Actually, class interests offer only a limited explanation of longrun movements in society. The fate of classes is more frequently determined by the needs of society than the fate of society is determined by the needs of classes. Given a definite structure of society, the class theory works; but what if that structure itself undergoes a change? A class that has become functionless may disintegrate and be supplanted overnight by a new class or classes. Also, the chances of classes in a struggle will depend upon their ability to win support from outside their own membership, which again will depend upon their fulfillment of tasks set by interests wider than their own. Thus neither the birth nor the death of classes, neither their aims nor the degree to which they attain them; neither their cooperations nor their antagonisms can be understood apart from the interests of society, given by its situation as a whole.

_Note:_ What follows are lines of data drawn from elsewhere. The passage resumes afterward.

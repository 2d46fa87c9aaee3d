use super::request::{parse_request, ParsedRequest};
use super::response::write_handler_response;
use crate::config::AppConfig;
use crate::connector::ConnectorSlot;
use crate::dispatcher::{Dispatcher, HandlerResponse, RequestId};
use crate::resources::{register_all, RestApi};
use crate::router::Router;
use http::Method;
use may_minihttp::{HttpService, Request, Response};
use serde_json::json;
use std::io;
use std::sync::Arc;
use tracing::{debug, info};

/// HTTP front: routes a request to its resource and hands it to the
/// dispatcher. Router and dispatcher are immutable once serving starts.
#[derive(Clone)]
pub struct AppService {
    pub router: Arc<Router>,
    pub dispatcher: Arc<Dispatcher>,
}

impl AppService {
    pub fn new(router: Arc<Router>, dispatcher: Arc<Dispatcher>) -> Self {
        Self { router, dispatcher }
    }

    /// Register the full resource table against `api`, installing the
    /// configured chain connector when there is one.
    pub fn from_config(config: &AppConfig, api: Arc<dyn RestApi>) -> anyhow::Result<Self> {
        let slot = Arc::new(ConnectorSlot::new());
        if let Some(connector) = config.build_connector()? {
            slot.install(Arc::new(connector));
        }
        let mut router = Router::new(&config.server.base_path);
        let mut dispatcher = Dispatcher::with_connector_slot(slot);
        register_all(&mut dispatcher, &mut router, api)?;
        Ok(Self::new(Arc::new(router), Arc::new(dispatcher)))
    }

    /// Produce the response for one parsed request.
    pub fn handle(&self, req: ParsedRequest) -> HandlerResponse {
        if req.method == "GET" && req.path == "/health" {
            return health_endpoint(&self.dispatcher);
        }

        let request_id = RequestId::from_header_or_new(req.header("x-request-id"));

        let Ok(method) = Method::from_bytes(req.method.as_bytes()) else {
            return HandlerResponse::json(
                400,
                json!({ "error": "Invalid HTTP method", "method": req.method }),
            );
        };

        let Some(route_match) = self.router.route(&req.path) else {
            return HandlerResponse::json(
                404,
                json!({ "error": "Not Found", "method": req.method, "path": req.path }),
            );
        };

        let resource = Arc::clone(&route_match.resource);
        let path = req.path.clone();
        let raw = req.into_raw(method.clone(), route_match.path_params);

        match self
            .dispatcher
            .dispatch_with_request_id(&resource, &raw, request_id)
        {
            Some(response) => response,
            None => {
                let allowed = self.dispatcher.methods_for(&resource);
                debug!(
                    request_id = %request_id,
                    resource = %resource,
                    method = %method,
                    allowed = ?allowed,
                    "Method not bound for resource"
                );
                let mut response = HandlerResponse::json(
                    405,
                    json!({
                        "error": "Method Not Allowed",
                        "method": method.as_str(),
                        "path": path,
                    }),
                );
                let allow = allowed
                    .iter()
                    .map(Method::as_str)
                    .collect::<Vec<_>>()
                    .join(", ");
                response.set_header("Allow", allow);
                response
            }
        }
    }
}

/// `{ "status": "ok" }` plus whether a chain connector is installed
pub fn health_endpoint(dispatcher: &Dispatcher) -> HandlerResponse {
    HandlerResponse::ok(json!({
        "status": "ok",
        "connector_configured": dispatcher.connector_slot().is_configured(),
    }))
}

impl HttpService for AppService {
    fn call(&mut self, req: Request, res: &mut Response) -> io::Result<()> {
        let parsed = parse_request(req);
        let method = parsed.method.clone();
        let path = parsed.path.clone();
        let response = self.handle(parsed);
        info!(
            method = %method,
            path = %path,
            status = response.status,
            "Request complete"
        );
        write_handler_response(res, response);
        Ok(())
    }
}
//! # Schema Module
//!
//! Declarative descriptions of the arguments an endpoint accepts.
//!
//! A [`SchemaDescriptor`] is an ordered set of [`FieldSpec`]s (name, target
//! [`FieldType`], required/nullable flags, optional default, [`FieldRule`]s)
//! plus optional whole-payload checks. Descriptors are either built once at
//! startup ([`SchemaSource::Static`]) or produced per request by a
//! [`SchemaFactory`] that needs the active chain connector
//! ([`SchemaSource::Factory`]).
//!
//! ```rust
//! use brrtargs::schema::{FieldRule, FieldSpec, FieldType, SchemaDescriptor};
//!
//! let schema = SchemaDescriptor::builder("AsyncTasksQuery")
//!     .field(
//!         FieldSpec::new("task_id", FieldType::Integer)
//!             .nullable()
//!             .rule(FieldRule::min(0.0)),
//!     )
//!     .build()
//!     .expect("field names are unique");
//! assert_eq!(schema.field_names(), vec!["task_id"]);
//! ```

mod factory;
mod types;

pub(crate) use types::domain_enum;
pub use factory::{SchemaFactory, SchemaSource};
pub use types::{
    CheckFn, EnumSpec, FieldDefault, FieldRule, FieldSpec, FieldType, RuleFn, SchemaBuilder,
    SchemaCheck, SchemaDescriptor, SchemaError,
};
use brrtargs::resources::ROUTES;
use brrtargs::router::{Router, RouterError};

fn resource_table() -> Router {
    let mut router = Router::new("/api/1/");
    for (pattern, resource) in ROUTES {
        router.add_route(pattern, resource).unwrap();
    }
    router
}

#[test]
fn test_resource_table_resolution() {
    let router = resource_table();
    let cases = [
        ("/api/1/trades", Some("trades")),
        ("/api/1/trades/", Some("trades")),
        ("/api/1/exchanges/balances/kraken", Some("exchange_balances")),
        ("/api/1/blockchains/ETH/transactions", Some("ethereum_transactions")),
        ("/api/1/blockchains/ETH/transactions/0xabc", Some("ethereum_transactions")),
        ("/api/1/blockchains/BTC", Some("blockchain_accounts")),
        ("/api/1/oracles/coingecko/cache", Some("oracle_cache")),
        ("/api/1/users/alice", Some("user_by_name")),
        ("/api/1/tasks/7", Some("async_tasks")),
        ("/api/1/does/not/exist", None),
        ("/trades", None),
        ("/api/10/trades", None),
    ];
    for (path, expected) in cases {
        let found = router.route(path).map(|m| m.resource.to_string());
        assert_eq!(found.as_deref(), expected, "{path}");
    }
}

#[test]
fn test_path_params_are_percent_decoded() {
    let router = resource_table();
    let m = router.route("/api/1/users/john%20doe").unwrap();
    assert_eq!(m.get_path_param("name"), Some("john doe"));
    assert_eq!(m.pattern.as_ref(), "/users/{name}");
    assert_eq!(m.path_params_map().get("name").map(String::as_str), Some("john doe"));
}

#[test]
fn test_duplicate_pattern_is_rejected() {
    let mut router = resource_table();
    let err = router.add_route("/trades", "other").unwrap_err();
    assert!(matches!(err, RouterError::DuplicatePattern { .. }));
    assert!(err.to_string().contains("/trades"));
}

#[test]
fn test_routes_listing_includes_base_path() {
    let router = resource_table();
    let routes = router.routes();
    assert_eq!(routes.len(), ROUTES.len());
    assert!(routes
        .iter()
        .any(|(p, r)| p == "/api/1/assets/prices/historical" && r == "historical_prices"));
}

Now, this situation is created, as a rule, by external causes, such as a change in climate, or the yield of crops, a new foe, a new weapon used by an old foe, the emergence of new communal ends, or, for that matter, the discovery of new methods of achieving the traditional ends. To such a total situation must sectional interests be ultimately related if their function in social development should become clear.
The essential role played by class interests in social change is in the nature of things. For any widespread form of change must affect the various parts of the community in different fashions, if for no other reason than that of differences of geographical location, and of economic and cultural equipment. Sectional interests are thus the natural vehicle of social and political change. Whether the source of the change be war or trade, startling inventions or shifts in natural conditions, the various sections in society will stand for different methods of adjustment (including forcible ones) and adjust their interests in a different way from those of other groups to whom they may seek to give a lead; hence only when one can point to the group or groups that effected a change is it explained how the change has taken place. Yet the ultimate cause is set by external forces, and it is for the mechanism of the change only that society relies on internal forces. The “challenge” is to society as a whole; the “response” comes through groups, sections, and classes.

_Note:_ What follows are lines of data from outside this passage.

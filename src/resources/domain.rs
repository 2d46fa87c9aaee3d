//! Domain enums and newtypes shared by resource schemas and facade arguments.

use crate::schema::domain_enum;
use serde::{Deserialize, Serialize};
use std::fmt;

/// Epoch seconds
pub type Timestamp = u64;

domain_enum! {
    /// Where a trade, movement or ledger action happened
    Location, LOCATION {
        External => "EXTERNAL",
        Kraken => "KRAKEN",
        Poloniex => "POLONIEX",
        Bittrex => "BITTREX",
        Binance => "BINANCE",
        Bitmex => "BITMEX",
        Coinbase => "COINBASE",
        Banks => "BANKS",
        Blockchain => "BLOCKCHAIN",
        CoinbasePro => "COINBASEPRO",
        Gemini => "GEMINI",
        Bitstamp => "BITSTAMP",
        BinanceUs => "BINANCEUS",
        Bitfinex => "BITFINEX",
        Kucoin => "KUCOIN",
        Ftx => "FTX",
        Iconomi => "ICONOMI",
        Uniswap => "UNISWAP",
        Balancer => "BALANCER",
        Sushiswap => "SUSHISWAP",
    }
}

domain_enum! {
    /// Locations that are centralized exchanges with balances to query
    Exchange, SUPPORTED_EXCHANGE {
        Kraken => "KRAKEN",
        Poloniex => "POLONIEX",
        Bittrex => "BITTREX",
        Binance => "BINANCE",
        Bitmex => "BITMEX",
        Coinbase => "COINBASE",
        CoinbasePro => "COINBASEPRO",
        Gemini => "GEMINI",
        Bitstamp => "BITSTAMP",
        BinanceUs => "BINANCEUS",
        Bitfinex => "BITFINEX",
        Kucoin => "KUCOIN",
        Ftx => "FTX",
        Iconomi => "ICONOMI",
    }
}

domain_enum! {
    HistoricalPriceOracle, HISTORICAL_PRICE_ORACLE {
        Cryptocompare => "cryptocompare",
        Coingecko => "coingecko",
    }
}

domain_enum! {
    UserActionKind, USER_ACTION {
        Login => "login",
        Logout => "logout",
    }
}

domain_enum! {
    /// Answer to "may the remote premium DB replace the local one"
    SyncApproval, SYNC_APPROVAL {
        Yes => "yes",
        No => "no",
        Unknown => "unknown",
    }
}

/// Asset identifier as given by the caller (`BTC`, `ETH`, `_ceth_0x...`)
#[derive(Debug, Clone, PartialEq, Eq, Hash, Serialize, Deserialize)]
#[serde(transparent)]
pub struct Asset(pub String);

impl Asset {
    #[must_use]
    pub fn identifier(&self) -> &str {
        &self.0
    }
}

impl fmt::Display for Asset {
    fn fmt(&self, f: &mut fmt::Formatter<'_>) -> fmt::Result {
        f.write_str(&self.0)
    }
}

#[cfg(test)]
mod tests {
    use super::*;

    #[test]
    fn serde_uses_canonical_spelling() {
        assert_eq!(serde_json::to_value(Location::Binance).unwrap(), "BINANCE");
        let oracle: HistoricalPriceOracle = serde_json::from_value("coingecko".into()).unwrap();
        assert_eq!(oracle, HistoricalPriceOracle::Coingecko);
        assert_eq!(LOCATION.resolve("binanceus"), Some("BINANCEUS"));
        assert_eq!(SyncApproval::from_symbol("YES"), Some(SyncApproval::Yes));
    }
}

Mere class interest cannot offer, therefore, a satisfactory explanation for any long-run social process. First, because the process in question may decide about the existence of the class itself; second, because the interests of given classes determine only the aim and purpose toward which those classes are striving, not also the success or failure of their endeavours. There is no magic in class interest which would secure to members of one class the support of members of other classes. Yet such support is an everyday occurrence. Protectionism itself is an instance. The problem here was not so much why agrarians, manufacturers, or trade unionists wished to increase their incomes through protectionist action, but why they succeeded in doing so; not why businessmen and workers wished to establish monopolies for their wares, but why they attained their end; not why some groups wished to act in a similar fashion in a number of Continental countries, but why such groups existed in these otherwise dissimilar countries and equally achieved their aims everywhere; not why those who gre
w corn attempted to sell it dear, but why they regularly succeeded in persuading those who bought the corn to help to raise its price.